So what’s so special about Valentine’s Day? Well, for one thing, it’s really the only holiday when it’s okay to give and receive the same gift as everyone else – flowers. With the big day just around the corner, a recent survey from the National Retail Federations reported that 34% of consumers in the United States plan to celebrate Valentine’s Day by giving someone flowers.
It’s no wonder why this holiday ranks as #1 for consumer purchases of fresh-cut flowers, considering that UPS alone typically transports more than 28 million freshly cut flower stems between late January and Feb. 14 each year. That’s a lot of flowers. With such a heavy demand, it makes you think about just who it is that supplies this astronomical amount of flowers, and even more so about what happens after these flowers are cut, groomed and packaged.
Imported flowers dominate today’s market, accounting for more than 90 percent or more of all flowers sold in the US, and Latin America continues to lead the way as the top exporter within this wonderful industry. Today, UPS transports the majority of its flower shipments from culturally and geographically distinct countries Ecuador, Colombia, Costa Rica, Brazil, Guatemala and the Dominican Republic. Even Canada is joining the mix as flower growers are increasingly tapping into the American market.
But the tricky part is how flowers move from these countries to the U.S., all the while maintaining their pristine condition. So how is this possible? The logistics of transporting flowers is not an easy task as it requires expert coordination, planning, temperature controlled vehicles and know-how to ensure that the time-sensitive nature of flowers is preserved from the farm where it was grown and cut to the door of the lucky recipient.

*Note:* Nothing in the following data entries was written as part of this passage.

use async_trait::async_trait;
use reqwest::Client;
use secrecy::{ExposeSecret, SecretString};
use serde::{Deserialize, Serialize};
use tracing::debug;

use crate::errors::GatewayError;

// -----------------------------------------------------------------------------
// ----- GatewayInfo -----------------------------------------------------------

/// Fleet sizing hints from the REST API's `GET /gateway/bot`.
#[derive(Debug, Clone, PartialEq, Eq, Serialize, Deserialize)]
pub struct GatewayInfo {
    pub url: String,
    pub shards: u32,
    pub session_start_limit: SessionStartLimit,
}

#[derive(Debug, Clone, PartialEq, Eq, Serialize, Deserialize)]
pub struct SessionStartLimit {
    #[serde(default)]
    pub total: u32,
    #[serde(default)]
    pub remaining: u32,
    #[serde(default)]
    pub reset_after: u64,
    pub max_concurrency: u32,
}

// -----------------------------------------------------------------------------
// ----- GatewayInfoSource -----------------------------------------------------

#[async_trait]
pub trait GatewayInfoSource: Send + Sync + 'static {
    async fn fetch(&self) -> Result<GatewayInfo, GatewayError>;
}

// -----------------------------------------------------------------------------
// ----- RestGatewayInfo -------------------------------------------------------

#[derive(Debug, Clone)]
pub struct RestGatewayInfo {
    client: Client,
    api_base: String,
    token: SecretString,
}

impl RestGatewayInfo {
    pub fn new(api_base: impl Into<String>, token: SecretString) -> Self {
        Self {
            client: Client::new(),
            api_base: api_base.into(),
            token,
        }
    }

    fn endpoint(&self) -> String {
        format!("{}/gateway/bot", self.api_base.trim_end_matches('/'))
    }
}

#[async_trait]
impl GatewayInfoSource for RestGatewayInfo {
    async fn fetch(&self) -> Result<GatewayInfo, GatewayError> {
        let url = self.endpoint();
        debug!("fetching gateway info from {url}");

        let response = self
            .client
            .get(&url)
            .header("Authorization", format!("Bot {}", self.token.expose_secret()))
            .send()
            .await
            .and_then(|resp| resp.error_for_status())
            .map_err(|e| GatewayError::GatewayInfo(e.to_string()))?;

        response
            .json::<GatewayInfo>()
            .await
            .map_err(|e| GatewayError::GatewayInfo(e.to_string()))
    }
}

// -----------------------------------------------------------------------------
// ----- StaticGatewayInfo -----------------------------------------------------

/// Fixed answer; for tests and for fleets configured without REST access.
#[derive(Debug, Clone)]
pub struct StaticGatewayInfo(pub GatewayInfo);

impl StaticGatewayInfo {
    pub fn new(url: impl Into<String>, shards: u32, max_concurrency: u32) -> Self {
        Self(GatewayInfo {
            url: url.into(),
            shards,
            session_start_limit: SessionStartLimit {
                total: 1000,
                remaining: 1000,
                reset_after: 0,
                max_concurrency,
            },
        })
    }
}

#[async_trait]
impl GatewayInfoSource for StaticGatewayInfo {
    async fn fetch(&self) -> Result<GatewayInfo, GatewayError> {
        Ok(self.0.clone())
    }
}

// -----------------------------------------------------------------------------
// ----- Tests -----------------------------------------------------------------

#[cfg(test)]
mod tests {
    use super::*;

    #[test]
    fn parses_the_rest_shape() {
        let raw = r#"{
            "url": "wss://gateway.discord.gg",
            "shards": 9,
            "session_start_limit": {
                "total": 1000, "remaining": 999, "reset_after": 14400000, "max_concurrency": 16
            }
        }"#;

        let info: GatewayInfo = serde_json::from_str(raw).unwrap();
        assert_eq!(info.shards, 9);
        assert_eq!(info.session_start_limit.max_concurrency, 16);
    }

    #[test]
    fn endpoint_ignores_trailing_slash() {
        let rest = RestGatewayInfo::new("https://api.test/v10/", SecretString::new("t".into()));
        assert_eq!(rest.endpoint(), "https://api.test/v10/gateway/bot");
    }
}

// -----------------------------------------------------------------------------
// -----------------------------------------------------------------------------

UPS starts planning months in advance of Valentine’s Day, considering that flawless execution is needed to ensure the delicate freshness of the products coming into the U.S. Our workforce is increased to move cargo and deliveries faster, extra flights are added and upgrades to aircrafts are performed to increase the capacity of the cargo loads brought in to the country. UPS’s expertise in cold-chain logistics – that is, the transportation of temperature sensitive goods – kicks in and facilitates temperature-controlled shipping containers and vehicles as well as refrigerated facilities throughout the supply chain process, all of which is perfectly orchestrated to minimize delays that can alter the life and freshness of the flowers.
This Valentine’s Day, as we get our cards, flowers and gifts ready for our love ones, UPS will be working behind the scenes to ensure that flowers stay as fresh as the day they were cut.